HealthNews (HN) – A recém-criada Direção Executiva do SNS parece apostada em generalizar o modelo ULS a todo o país. Contra esta opção têm-se manifestado as associações e os sindicatos médicos alegando que, por exemplo, não obstante terem sido criadas em 1999 (a de Matosinhos) até agora não se conhece nenhum estudo que prove que as ULS contribuem para melhorar os cuidados de saúde à população. É assim?

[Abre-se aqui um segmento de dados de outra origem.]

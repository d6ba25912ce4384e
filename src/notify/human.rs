//! Terminal notifier: styled toasts, an indicatif spinner and progress bar.

use std::sync::Mutex;
use std::sync::atomic::{AtomicU64, Ordering};
use std::time::Duration;

use console::Term;
use indicatif::{ProgressBar, ProgressStyle};
use tracing::{debug, instrument, trace};

use super::{Notifier, RetryPolicy, Severity, StatCounter};
use crate::theme::FpTheme;

/// Styled stderr output for people at a terminal.
#[derive(Debug)]
pub struct HumanNotifier {
    term: Term,
    theme: FpTheme,
    quiet: bool,
    retry: RetryPolicy,
    spinner: Mutex<Option<ProgressBar>>,
    progress: Mutex<Option<ProgressBar>>,
    exports: AtomicU64,
}

impl HumanNotifier {
    #[instrument]
    pub fn new(use_color: bool, quiet: bool, retry: RetryPolicy) -> Self {
        debug!("Creating HumanNotifier");
        Self {
            term: Term::stderr(),
            theme: if use_color {
                FpTheme::default()
            } else {
                FpTheme::plain()
            },
            quiet,
            retry,
            spinner: Mutex::new(None),
            progress: Mutex::new(None),
            exports: AtomicU64::new(0),
        }
    }

    /// Exports counted so far.
    #[must_use]
    pub fn export_count(&self) -> u64 {
        self.exports.load(Ordering::Relaxed)
    }

    fn active_bar(&self) -> Option<ProgressBar> {
        let progress = self.progress.lock().ok().and_then(|p| p.clone());
        progress.or_else(|| self.spinner.lock().ok().and_then(|s| s.clone()))
    }

    /// Write a line without tearing an active bar.
    fn write_line(&self, line: &str) {
        match self.active_bar() {
            Some(bar) => bar.suspend(|| {
                let _ = self.term.write_line(line);
            }),
            None => {
                let _ = self.term.write_line(line);
            }
        }
    }

    fn bar_style(template: &str, fallback: ProgressStyle) -> ProgressStyle {
        ProgressStyle::with_template(template).unwrap_or(fallback)
    }
}

impl Notifier for HumanNotifier {
    fn show_toast(&self, message: &str, severity: Severity) {
        trace!(?severity, message, "Toast");
        if self.quiet && severity != Severity::Error {
            return;
        }
        let (tag, style) = match severity {
            Severity::Success => ("[OK]", &self.theme.success),
            Severity::Info => ("[..]", &self.theme.info),
            Severity::Warning => ("[WARN]", &self.theme.warning),
            Severity::Error => ("[ERR]", &self.theme.error),
        };
        self.write_line(&format!("{} {message}", style.apply_to(tag)));
    }

    fn show_loading(&self, active: bool, message: Option<&str>) {
        let Ok(mut spinner) = self.spinner.lock() else {
            return;
        };
        if let Some(old) = spinner.take() {
            old.finish_and_clear();
        }
        if !active || self.quiet {
            return;
        }

        let bar = ProgressBar::new_spinner();
        bar.set_style(Self::bar_style(
            self.theme.spinner_template,
            ProgressStyle::default_spinner(),
        ));
        bar.set_message(message.unwrap_or("Working...").to_string());
        bar.enable_steady_tick(Duration::from_millis(100));
        *spinner = Some(bar);
    }

    fn update_progress(&self, percent: u8, message: &str) {
        trace!(percent, message, "Progress");
        if self.quiet {
            return;
        }
        let Ok(mut progress) = self.progress.lock() else {
            return;
        };
        let bar = progress.get_or_insert_with(|| {
            let bar = ProgressBar::new(100);
            bar.set_style(
                Self::bar_style(self.theme.progress_template, ProgressStyle::default_bar())
                    .progress_chars("=>-"),
            );
            bar
        });
        bar.set_position(u64::from(percent.min(100)));
        bar.set_message(message.to_string());
        if percent >= 100 {
            bar.finish_and_clear();
            *progress = None;
        }
    }

    fn update_stats(&self, counter: StatCounter) {
        match counter {
            StatCounter::Exports => {
                let total = self.exports.fetch_add(1, Ordering::Relaxed) + 1;
                debug!(total, "Export counted");
            }
        }
    }

    fn confirm(&self, question: &str) -> bool {
        match self.retry {
            RetryPolicy::Always => true,
            RetryPolicy::Never => false,
            RetryPolicy::Ask => {
                if !self.term.is_term() {
                    debug!("Not a terminal, declining prompt");
                    return false;
                }
                let prompt = format!("{} [y/N] ", self.theme.value.apply_to(question));
                let answer = match self.active_bar() {
                    Some(bar) => bar.suspend(|| ask(&self.term, &prompt)),
                    None => ask(&self.term, &prompt),
                };
                debug!(answer, "Prompt answered");
                answer
            }
        }
    }
}

fn ask(term: &Term, prompt: &str) -> bool {
    if term.write_str(prompt).is_err() {
        return false;
    }
    term.read_line()
        .map(|line| matches!(line.trim().to_ascii_lowercase().as_str(), "y" | "yes"))
        .unwrap_or(false)
}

ntónio Taveira Gomes (ATG) – A verdade é que não há qualquer estudo que possa provar seja o que for, até porque não consideram toda a informação pertinente, porque não existe, ou não existe capacidade para a sua análise. É verdade que em muitos aspetos as ULS estão muito longe da realização do seu potencial, e hoje ainda assim continuam: um modelo cheio de potencial por explorar. Um exemplo, de muitos: os sistemas de informação que suportam cuidados de saúde primários e hospitalares não comunicam entre si, e são os mesmos desde a sua criação, o SINUS e o SONHO. Para um modelo como as ULS é uma questão central. Os ACES (agrupamento de centros de saúde) não têm uma base de dados comum, exceto em Matosinhos. A contratualização nunca foi feita para cuidados primários e hospitalares simultaneamente; aliás, a contratualização dos cuidados de saúde primários foi sempre feita diretamente pelas ARS, como com todos os ACES. A forma como as ULS foram criadas, sem negociação prévia e estabelecimento de objetivos e avaliação de resultados pré-definidos, fez com que houvesse logo à partida profissionais que nunca estivessem disponíveis por não acreditarem nas mais-valias, e não fazerem nada por isso. Como escrevia Eça de Queiroz, muitos criticam tudo para justificarem não fazerem nada. Mas é verdade que se não houver as alterações adequadas no sistema, nunca teremos mais-valias com o modelo. Depois, as ULS são um grupo muito heterogéneo. Algumas têm hospitais com significativa diferenciação e complexidade, e no caso de Matosinhos, com uma procura externa significativa, acentuada após o livre acesso e circulação dos utentes, além da referenciação dos utentes da Póvoa de Varzim e Vila do Conde.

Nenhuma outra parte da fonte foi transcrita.